BEGIN

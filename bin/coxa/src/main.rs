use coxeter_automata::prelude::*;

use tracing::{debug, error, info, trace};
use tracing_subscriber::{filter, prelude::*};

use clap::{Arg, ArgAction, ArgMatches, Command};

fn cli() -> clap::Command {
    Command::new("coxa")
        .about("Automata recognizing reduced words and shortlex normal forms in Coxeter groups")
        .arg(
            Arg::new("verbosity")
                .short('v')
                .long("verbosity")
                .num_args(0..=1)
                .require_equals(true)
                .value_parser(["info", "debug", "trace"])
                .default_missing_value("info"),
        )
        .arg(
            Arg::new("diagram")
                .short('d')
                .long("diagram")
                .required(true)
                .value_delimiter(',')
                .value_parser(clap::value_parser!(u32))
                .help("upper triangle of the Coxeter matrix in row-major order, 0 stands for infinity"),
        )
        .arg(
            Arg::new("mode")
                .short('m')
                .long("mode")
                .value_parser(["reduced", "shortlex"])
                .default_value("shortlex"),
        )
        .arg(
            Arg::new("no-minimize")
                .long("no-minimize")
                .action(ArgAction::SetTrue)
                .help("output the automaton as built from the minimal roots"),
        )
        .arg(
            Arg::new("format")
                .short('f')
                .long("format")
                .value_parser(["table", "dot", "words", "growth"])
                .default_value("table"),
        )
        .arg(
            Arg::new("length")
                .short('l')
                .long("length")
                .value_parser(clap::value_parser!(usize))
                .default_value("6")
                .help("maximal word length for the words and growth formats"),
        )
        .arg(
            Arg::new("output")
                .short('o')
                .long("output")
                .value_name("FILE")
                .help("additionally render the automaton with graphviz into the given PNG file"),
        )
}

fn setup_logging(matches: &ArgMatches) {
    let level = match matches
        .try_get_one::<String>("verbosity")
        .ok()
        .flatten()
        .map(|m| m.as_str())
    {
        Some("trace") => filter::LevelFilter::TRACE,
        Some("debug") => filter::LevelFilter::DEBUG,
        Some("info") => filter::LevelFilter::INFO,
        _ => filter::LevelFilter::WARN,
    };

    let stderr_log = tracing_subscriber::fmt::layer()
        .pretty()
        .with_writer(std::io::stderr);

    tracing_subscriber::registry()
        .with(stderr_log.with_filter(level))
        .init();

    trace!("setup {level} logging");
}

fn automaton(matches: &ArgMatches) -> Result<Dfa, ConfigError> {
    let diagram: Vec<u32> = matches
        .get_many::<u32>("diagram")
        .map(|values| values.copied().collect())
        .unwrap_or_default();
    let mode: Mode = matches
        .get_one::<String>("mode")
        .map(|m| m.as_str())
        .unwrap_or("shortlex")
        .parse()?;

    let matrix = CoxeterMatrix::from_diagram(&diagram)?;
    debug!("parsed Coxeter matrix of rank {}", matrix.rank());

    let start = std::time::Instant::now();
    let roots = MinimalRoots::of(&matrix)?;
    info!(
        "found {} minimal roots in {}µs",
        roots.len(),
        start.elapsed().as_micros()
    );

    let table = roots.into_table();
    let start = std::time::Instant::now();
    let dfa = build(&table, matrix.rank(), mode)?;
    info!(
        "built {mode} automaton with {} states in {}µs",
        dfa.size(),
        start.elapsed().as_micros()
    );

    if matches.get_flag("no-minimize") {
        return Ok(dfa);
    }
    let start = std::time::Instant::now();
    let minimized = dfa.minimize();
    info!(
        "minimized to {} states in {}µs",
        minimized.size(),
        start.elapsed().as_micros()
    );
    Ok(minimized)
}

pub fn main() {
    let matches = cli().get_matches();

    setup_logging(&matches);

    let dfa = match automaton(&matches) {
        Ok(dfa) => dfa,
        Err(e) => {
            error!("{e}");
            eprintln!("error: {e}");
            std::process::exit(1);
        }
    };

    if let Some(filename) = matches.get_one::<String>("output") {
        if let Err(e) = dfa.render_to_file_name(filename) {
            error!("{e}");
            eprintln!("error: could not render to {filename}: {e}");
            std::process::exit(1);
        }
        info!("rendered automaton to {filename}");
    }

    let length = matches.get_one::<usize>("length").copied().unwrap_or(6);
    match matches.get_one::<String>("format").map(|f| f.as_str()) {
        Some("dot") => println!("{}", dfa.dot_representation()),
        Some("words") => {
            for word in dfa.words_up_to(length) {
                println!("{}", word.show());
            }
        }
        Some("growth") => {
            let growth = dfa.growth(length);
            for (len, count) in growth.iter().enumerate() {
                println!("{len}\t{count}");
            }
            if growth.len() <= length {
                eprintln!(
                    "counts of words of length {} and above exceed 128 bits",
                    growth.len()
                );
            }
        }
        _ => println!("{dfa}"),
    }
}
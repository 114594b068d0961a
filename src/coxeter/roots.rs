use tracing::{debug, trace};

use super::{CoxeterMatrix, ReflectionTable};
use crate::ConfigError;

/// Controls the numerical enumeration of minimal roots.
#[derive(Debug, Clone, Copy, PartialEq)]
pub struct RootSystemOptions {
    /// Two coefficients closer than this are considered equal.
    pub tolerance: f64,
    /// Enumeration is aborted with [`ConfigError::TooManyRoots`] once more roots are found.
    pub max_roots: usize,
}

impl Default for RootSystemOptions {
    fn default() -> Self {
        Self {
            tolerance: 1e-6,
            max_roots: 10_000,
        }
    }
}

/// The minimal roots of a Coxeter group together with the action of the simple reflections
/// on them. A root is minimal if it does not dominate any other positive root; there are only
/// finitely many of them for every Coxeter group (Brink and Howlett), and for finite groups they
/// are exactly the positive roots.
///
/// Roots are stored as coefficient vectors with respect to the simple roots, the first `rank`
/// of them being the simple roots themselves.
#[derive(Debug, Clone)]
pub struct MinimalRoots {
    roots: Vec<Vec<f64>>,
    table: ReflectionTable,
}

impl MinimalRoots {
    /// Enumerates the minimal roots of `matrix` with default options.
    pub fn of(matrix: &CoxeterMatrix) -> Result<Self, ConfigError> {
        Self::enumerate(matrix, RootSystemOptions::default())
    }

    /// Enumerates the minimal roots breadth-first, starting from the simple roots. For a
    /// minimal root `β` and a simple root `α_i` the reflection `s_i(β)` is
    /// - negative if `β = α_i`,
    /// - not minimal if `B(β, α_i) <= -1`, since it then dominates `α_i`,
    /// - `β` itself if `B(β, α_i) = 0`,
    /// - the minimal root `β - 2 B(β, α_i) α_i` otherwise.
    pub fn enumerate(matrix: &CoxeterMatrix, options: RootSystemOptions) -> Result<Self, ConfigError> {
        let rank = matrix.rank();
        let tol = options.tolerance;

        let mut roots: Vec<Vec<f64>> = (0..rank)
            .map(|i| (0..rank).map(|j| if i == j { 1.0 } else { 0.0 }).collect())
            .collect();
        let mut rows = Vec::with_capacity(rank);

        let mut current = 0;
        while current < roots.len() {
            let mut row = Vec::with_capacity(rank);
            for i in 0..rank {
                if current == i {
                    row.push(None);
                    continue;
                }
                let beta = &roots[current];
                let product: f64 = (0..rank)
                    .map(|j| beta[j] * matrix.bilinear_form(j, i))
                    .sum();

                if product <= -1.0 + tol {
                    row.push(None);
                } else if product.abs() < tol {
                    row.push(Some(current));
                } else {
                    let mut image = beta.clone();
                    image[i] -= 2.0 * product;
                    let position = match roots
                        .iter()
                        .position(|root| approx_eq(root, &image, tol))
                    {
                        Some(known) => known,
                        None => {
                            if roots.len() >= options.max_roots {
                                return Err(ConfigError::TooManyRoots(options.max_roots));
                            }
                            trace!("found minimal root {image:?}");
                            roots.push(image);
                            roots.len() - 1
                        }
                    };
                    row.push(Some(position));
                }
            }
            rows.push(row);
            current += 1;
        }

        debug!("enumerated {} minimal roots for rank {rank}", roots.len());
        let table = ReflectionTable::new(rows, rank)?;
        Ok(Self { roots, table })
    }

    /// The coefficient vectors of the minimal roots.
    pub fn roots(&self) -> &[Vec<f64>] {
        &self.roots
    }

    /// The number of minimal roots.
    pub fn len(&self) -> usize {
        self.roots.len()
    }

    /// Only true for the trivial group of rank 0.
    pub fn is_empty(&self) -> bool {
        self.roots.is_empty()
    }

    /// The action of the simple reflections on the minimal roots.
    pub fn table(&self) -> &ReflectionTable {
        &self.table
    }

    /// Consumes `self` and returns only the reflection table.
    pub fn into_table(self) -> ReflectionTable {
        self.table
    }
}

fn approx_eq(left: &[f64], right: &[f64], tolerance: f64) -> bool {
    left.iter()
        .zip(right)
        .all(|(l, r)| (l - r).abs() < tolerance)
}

END

# AIM OF THE TASK:
Your task is to find every line above containing the word "them" and copy it.

# RESULT FOR THIS EXERCISE:
/// on them. A root is minimal if it does not dominate any other positive root; there are only
/// finitely many of them for every Coxeter group (Brink and Howlett), and for finite groups they
/// of them being the simple roots themselves.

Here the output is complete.